These are the key concepts you need to understand to accurately answer the question.

Quadrantal Angles
Quadrantal angles are angles that are exactly at the boundaries of the four quadrants in a standard coordinate plane. These angles are key points usually represented by 0°, 90°, 180°, 270°, and 360°.
When dealing with non-quadrantal angles such as 335° or 265°, it's important to determine which quadrant they fall into.
  • Quadrant I ranges from 0° to 90°
  • Quadrant II from 90° to 180°
  • Quadrant III from 180° to 270°
  • Quadrant IV from 270° to 360°
Understanding which quadrant an angle lies in is crucial because the sign of trigonometric functions change depending on the quadrant. For example, the angle 335° falls in the fourth quadrant, while 265° is in the third quadrant. Knowing this helps determine the sign of the trigonometric functions involved.
Sine Function
The sine function is one of the fundamental trigonometric functions. It expresses the vertical component of an angle in the unit circle.

Definition

The sine of an angle is defined as the ratio of the length of the opposite side to the hypotenuse in a right triangle. In the unit circle, it corresponds to the y-coordinate of the point where the angle’s terminal side intersects the circle.

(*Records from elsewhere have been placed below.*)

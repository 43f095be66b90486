/*++
Licensed under the Apache-2.0 license.

Abstract:
    DPE command/response ABI as seen by a client.
--*/
pub use client::{Client, DpeClient, DpeClientError, Transport};
pub use context::{ContextHandle, TciTag};
pub use support::Support;

pub mod client;
pub mod commands;
pub mod context;
pub mod response;
pub mod support;

pub const CMD_MAGIC: u32 = u32::from_be_bytes(*b"DPEC");
pub const RESP_MAGIC: u32 = u32::from_be_bytes(*b"DPER");

pub const CURRENT_PROFILE_MAJOR_VERSION: u16 = 0;
pub const CURRENT_PROFILE_MINOR_VERSION: u16 = 8;

/// Largest certificate chain window requested in one GetCertificateChain call.
pub const MAX_CHUNK_SIZE: u32 = 2048;

#[derive(Debug, PartialEq, Eq, Clone, Copy)]
pub enum DpeProfile {
    P256Sha256 = 1,
    P384Sha384 = 2,
}

impl DpeProfile {
    pub const fn get_tci_size(&self) -> usize {
        match self {
            DpeProfile::P256Sha256 => 32,
            DpeProfile::P384Sha384 => 48,
        }
    }
    pub const fn get_ecc_int_size(&self) -> usize {
        self.get_tci_size()
    }
    pub const fn get_hash_size(&self) -> usize {
        self.get_tci_size()
    }
}

impl TryFrom<u32> for DpeProfile {
    type Error = DpeClientError;

    fn try_from(raw: u32) -> Result<Self, Self::Error> {
        match raw {
            1 => Ok(DpeProfile::P256Sha256),
            2 => Ok(DpeProfile::P384Sha384),
            _ => Err(DpeClientError::UnsupportedProfile(raw)),
        }
    }
}
// Licensed under the Apache-2.0 license.
use crate::context::ContextHandle;
use bitflags::bitflags;

#[repr(C)]
#[derive(
    Debug,
    PartialEq,
    Eq,
    Clone,
    Copy,
    zerocopy::FromBytes,
    zerocopy::IntoBytes,
    zerocopy::Immutable,
    zerocopy::KnownLayout,
)]
pub struct DestroyCtxFlags(u32);

bitflags! {
    impl DestroyCtxFlags: u32 {
        const DESTROY_DESCENDANTS = 1u32 << 31;
    }
}

#[repr(C)]
#[derive(
    Debug,
    PartialEq,
    Eq,
    Clone,
    Copy,
    zerocopy::FromBytes,
    zerocopy::IntoBytes,
    zerocopy::Immutable,
    zerocopy::KnownLayout,
)]
pub struct DestroyCtxCmd {
    pub handle: ContextHandle,
    pub flags: DestroyCtxFlags,
}

impl DestroyCtxCmd {
    pub fn new(handle: ContextHandle, destroy_descendants: bool) -> DestroyCtxCmd {
        let mut flags = DestroyCtxFlags::empty();
        flags.set(DestroyCtxFlags::DESTROY_DESCENDANTS, destroy_descendants);
        DestroyCtxCmd { handle, flags }
    }
}
// Licensed under the Apache-2.0 license.
use crate::client::DpeClientError;
use core::fmt;

/// Opaque token naming a context on the device. Handles are not owning references: they are
/// invalidated by DestroyContext and may be rotated by CertifyKey and TagTci.
#[repr(C)]
#[derive(
    Debug,
    PartialEq,
    Eq,
    Clone,
    Copy,
    Hash,
    zerocopy::FromBytes,
    zerocopy::IntoBytes,
    zerocopy::Immutable,
    zerocopy::KnownLayout,
)]
pub struct ContextHandle(pub [u8; ContextHandle::SIZE]);

impl ContextHandle {
    pub const SIZE: usize = 16;
    const DEFAULT: [u8; Self::SIZE] = [0; Self::SIZE];

    /// Returns the default context handle.
    pub const fn default() -> ContextHandle {
        ContextHandle(Self::DEFAULT)
    }

    /// Whether the handle is the default context handle.
    pub fn is_default(&self) -> bool {
        self.0 == Self::DEFAULT
    }
}

impl Default for ContextHandle {
    fn default() -> Self {
        ContextHandle::default()
    }
}

impl TryFrom<&[u8]> for ContextHandle {
    type Error = DpeClientError;

    fn try_from(raw: &[u8]) -> Result<Self, Self::Error> {
        let bytes: [u8; Self::SIZE] = raw
            .get(..Self::SIZE)
            .and_then(|b| b.try_into().ok())
            .ok_or(DpeClientError::Truncated)?;
        Ok(ContextHandle(bytes))
    }
}

impl fmt::Display for ContextHandle {
    fn fmt(&self, f: &mut fmt::Formatter<'_>) -> fmt::Result {
        for b in self.0 {
            write!(f, "{b:02x}")?;
        }
        Ok(())
    }
}

/// Caller-chosen label bound to a context's TCI state by TagTci.
#[repr(transparent)]
#[derive(
    Debug,
    PartialEq,
    Eq,
    Clone,
    Copy,
    Hash,
    zerocopy::FromBytes,
    zerocopy::IntoBytes,
    zerocopy::Immutable,
    zerocopy::KnownLayout,
)]
pub struct TciTag(pub u32);

impl From<u32> for TciTag {
    fn from(tag: u32) -> Self {
        TciTag(tag)
    }
}
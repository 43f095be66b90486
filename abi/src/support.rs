// Licensed under the Apache-2.0 license.
use bitflags::bitflags;

/// Capability word reported in the GetProfile response. Bits this client has no name for are
/// kept, so the word can be logged or forwarded unchanged.
#[derive(Debug, Default, Clone, Copy, PartialEq, Eq)]
pub struct Support(u32);

bitflags! {
    impl Support: u32 {
        const SIMULATION = 1u32 << 31;
        const EXTEND_TCI = 1u32 << 30;
        const AUTO_INIT = 1u32 << 29;
        const TAGGING = 1u32 << 28;
        const ROTATE_CONTEXT = 1u32 << 27;
        const X509 = 1u32 << 26;
        const CSR = 1u32 << 25;
        const IS_SYMMETRIC = 1u32 << 24;
        const INTERNAL_INFO = 1u32 << 23;
        const INTERNAL_DICE = 1u32 << 22;
        const IS_CA = 1u32 << 21;
    }
}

Signs in Different Quadrants

Understanding the sine function's behavior across various quadrants is crucial:
  • In Quadrant I, sine is positive because both x and y are positive, and the hypotenuse is always positive.
  • In Quadrant II, sine remains positive since y is still positive.
  • In Quadrant III, sine becomes negative due to the negative y-values.
  • Finally, in Quadrant IV, as is the case with \sin 335^\circ, sine is negative once more.
When calculating \( \sin 335^\circ \), its position in the fourth quadrant directly informs us that it will be negative.
Cotangent Function
Cotangent, another trigonometric function, is the reciprocal of tangent. It can be understood through its relationship with the tangent function and in reference to the coordinate plane.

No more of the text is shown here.